Nolofinve : другие произведения.

Черный принц и белая королевна

Самиздат: [Регистрация] [Найти] [Рейтинги] [Обсуждения] [Новинки] [Обзоры] [Помощь|Техвопросы]
Ссылки:
Школа кожевенного мастерства: сумки, ремни своими руками
 Ваша оценка:
  • Аннотация:
    Сказано, что Эол из леса Нан-Эльмот был родичем Тингола и покинул Дориат, не желая оставаться в Менегроте. Но тайна его происхождения так и не раскрыта. Как и тайна его отношений с королевной нолдор Аредель.

  Часть первая. Черный принц
  
  «…и Мелиан оградила своей силой весь тот край – вокруг него встала будто стена из теней и чар, завеса Мелиан, сквозь которую никто не мог пройти против воли ее или Тингола, если только он не превосходил в мощи майэ Мелиан.»
  
  ***
  Он превосходил ее в мощи – жуткая чёрная тень рвала нити колдовской паутины, и Мелиан чувствовала, как иссякают силы.
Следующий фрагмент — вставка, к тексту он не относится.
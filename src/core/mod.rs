pub mod error;
pub mod types;
pub mod value;

pub use error::{CatalogError, Result, StoreError, StoreKind, StoreResult};
pub use types::{
    BrandId, ListQuery, Page, ProductId, ProductInput, ProductPatch, ProductRecord,
    ProductStatus, DEFAULT_PAGE_SIZE, MAX_PAGE_SIZE,
};
pub use value::AttrValue;
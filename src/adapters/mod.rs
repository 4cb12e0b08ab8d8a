pub mod counter;
pub mod document;
pub mod graph;

pub use counter::ViewCounter;
pub use document::ProductRepository;
pub use graph::BrandGraph;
Война была проиграна, прислужники Моргота свободно бродили повсюду, кроме окруженных стенами гаваней Фаласа. И кроме Эгладора, опоясанного ее чарами.
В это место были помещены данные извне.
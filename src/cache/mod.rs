// ============================================================================
// Cache layer
// ============================================================================

use std::sync::atomic::{AtomicU64, Ordering};
use std::sync::Arc;
use std::time::Duration;

use tracing::warn;

use crate::core::{Page, ProductId, ProductRecord};
use crate::stores::CacheStore;

/// Read-through / invalidate-on-write cache for product reads.
///
/// The cache is an optimization, never a correctness dependency: every error
/// from the underlying store is logged and swallowed. A failed `get` is a
/// miss, a failed `set` or `delete` is a no-op, and the TTL bounds how long
/// any entry the coordinator could not delete survives.
///
/// Listing pages are invalidated wholesale by bumping a generation counter
/// baked into their keys; superseded entries become unreachable and age out
/// on their own TTL. This keeps the cache capability at plain
/// get/set/delete without tracking which listing queries a write affects.
pub struct CacheLayer {
    store: Arc<dyn CacheStore>,
    ttl: Duration,
    listing_generation: AtomicU64,
}

impl CacheLayer {
    pub fn new(store: Arc<dyn CacheStore>, ttl: Duration) -> Self {
        Self {
            store,
            ttl,
            listing_generation: AtomicU64::new(0),
        }
    }

    pub fn ttl(&self) -> Duration {
        self.ttl
    }

    fn product_key(id: &ProductId) -> String {
        format!("product:{}", id)
    }

    fn listing_key(&self, signature: &str) -> String {
        let generation = self.listing_generation.load(Ordering::Acquire);
        format!("listing:{}:{}", generation, signature)
    }

    pub async fn get_product(&self, id: &ProductId) -> Option<ProductRecord> {
        let key = Self::product_key(id);
        match self.store.get(&key).await {
            Ok(Some(value)) => match serde_json::from_value(value) {
                Ok(record) => Some(record),
                Err(err) => {
                    warn!(key = %key, error = %err, "dropping undecodable cache entry");
                    let _ = self.store.delete(&key).await;
                    None
                }
            },
            Ok(None) => None,
            Err(err) => {
                warn!(key = %key, error = %err, "cache read failed, falling through to store");
                None
            }
        }
    }

    pub async fn put_product(&self, record: &ProductRecord) {
        let key = Self::product_key(&record.id);
        match serde_json::to_value(record) {
            Ok(value) => {
                if let Err(err) = self.store.set(&key, value, self.ttl).await {
                    warn!(key = %key, error = %err, "cache populate failed");
                }
            }
            Err(err) => warn!(key = %key, error = %err, "cache serialization failed"),
        }
    }

    /// Delete the cached product. Modeled as a delete rather than an
    /// overwrite so a populate racing past it can only re-fill a window the
    /// next invalidation (or the TTL) clears again.
    pub async fn invalidate_product(&self, id: &ProductId) {
        let key = Self::product_key(id);
        if let Err(err) = self.store.delete(&key).await {
            warn!(key = %key, error = %err, "cache invalidation failed; entry expires by TTL");
        }
    }

    pub async fn get_listing(&self, signature: &str) -> Option<Page<ProductRecord>> {
        let key = self.listing_key(signature);
        match self.store.get(&key).await {
            Ok(Some(value)) => serde_json::from_value(value).ok(),
            Ok(None) => None,
            Err(err) => {
                warn!(key = %key, error = %err, "cache read failed, falling through to store");
                None
            }
        }
    }

    pub async fn put_listing(&self, signature: &str, page: &Page<ProductRecord>) {
        let key = self.listing_key(signature);
        match serde_json::to_value(page) {
            Ok(value) => {
                if let Err(err) = self.store.set(&key, value, self.ttl).await {
                    warn!(key = %key, error = %err, "cache populate failed");
                }
            }
            Err(err) => warn!(key = %key, error = %err, "cache serialization failed"),
        }
    }

    /// Invalidate every cached listing page at once. Writes cannot know
    /// which listing queries a product matches, so listings are dropped
    /// wholesale, trading cache efficiency for correctness.
    pub fn invalidate_listings(&self) {
        self.listing_generation.fetch_add(1, Ordering::AcqRel);
    }
}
  Тьма властвовала над Белериандом, и во тьме уже давно не слышно было звука охотничьего рога Оромэ. Тьма клубилась в небе, закрывая звёзды, а лучники-синдар сжимали в похолодевших руках своё оружие, прислушиваясь к далекому волчьему вою. Они не могли увидеть бьющийся в туманных прядях Пояса сгусток Тьмы, но чувствовали непереносимый ужас, от которого теряли сознание слабые женщины и умирали дети в колыбелях.
  Мелиан сидела в кресле с застывшим лицом, только её пальцы шевелились и шевелились, словно плели невидимые нити. В тронную залу Менегрота было запрещено заходить всем, вплоть до супруга-короля и любимой дочери.
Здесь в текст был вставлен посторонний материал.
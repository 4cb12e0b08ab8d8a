// ============================================================================
// View aggregation path
// ============================================================================

use std::num::NonZeroUsize;
use std::time::Duration;

use chrono::{DateTime, Utc};
use lru::LruCache;
use tokio::sync::Mutex;
use tokio::time::timeout;
use tracing::debug;

use crate::adapters::ViewCounter;
use crate::core::{CatalogError, ProductId, Result, StoreError};

/// Idempotent, high-concurrency increment logic for product-view events.
///
/// The counter store's increment is commutative, so no locking is needed for
/// correctness; the obligations here are to bucket each event by its own
/// timestamp's calendar day (late arrivals land in the historical bucket)
/// and to never down-count. Duplicate delivery is at-least-once unless the
/// caller supplies an idempotency key, in which case the increment is
/// applied at most once per observed key within a bounded recent-keys
/// window. The window is a tunable, not a guarantee for arbitrarily delayed
/// retries.
pub struct ViewAggregationPath {
    views: ViewCounter,
    seen_keys: Mutex<LruCache<String, ()>>,
    store_timeout: Duration,
}

impl ViewAggregationPath {
    pub fn new(views: ViewCounter, dedupe_capacity: usize, store_timeout: Duration) -> Self {
        let capacity = NonZeroUsize::new(dedupe_capacity.max(1))
            .expect("dedupe capacity clamped above zero");
        Self {
            views,
            seen_keys: Mutex::new(LruCache::new(capacity)),
            store_timeout,
        }
    }

    pub async fn record_view(
        &self,
        product_id: &ProductId,
        at: DateTime<Utc>,
        idempotency_key: Option<&str>,
    ) -> Result<()> {
        // Mark the key before incrementing so a concurrent duplicate is
        // suppressed; the lock is never held across the store call.
        if let Some(key) = idempotency_key {
            let mut seen = self.seen_keys.lock().await;
            if seen.contains(key) {
                debug!(product_id = %product_id, key, "duplicate view suppressed");
                return Ok(());
            }
            seen.put(key.to_string(), ());
        }

        let day = at.date_naive();
        let outcome = match timeout(self.store_timeout, self.views.record(product_id, day)).await {
            Ok(result) => result,
            Err(_) => Err(StoreError::Timeout(self.store_timeout)),
        };
        match outcome {
            Ok(_) => Ok(()),
            Err(err) => {
                // Unmark so a retry of the same event is not suppressed.
                if let Some(key) = idempotency_key {
                    self.seen_keys.lock().await.pop(key);
                }
                Err(CatalogError::PersistenceFailure(err))
            }
        }
    }
}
  Ту дрожь земли ощутили все эльфы Дориата. Великолепный дворец, высеченный гномами в теле скалы, с минуту колебался вместе со своим основанием, как тростник под ветром. Потом всё затихло.
  Тингол, осмелившийся открыть покосившиеся двери залы, увидел свою супругу распростертой на полу. Мелиан вскоре очнулась – и в Менегроте воцарились тишина и покой.
  Тень исчезла, Пояс был цел, и над Дориатом снова засияли звезды.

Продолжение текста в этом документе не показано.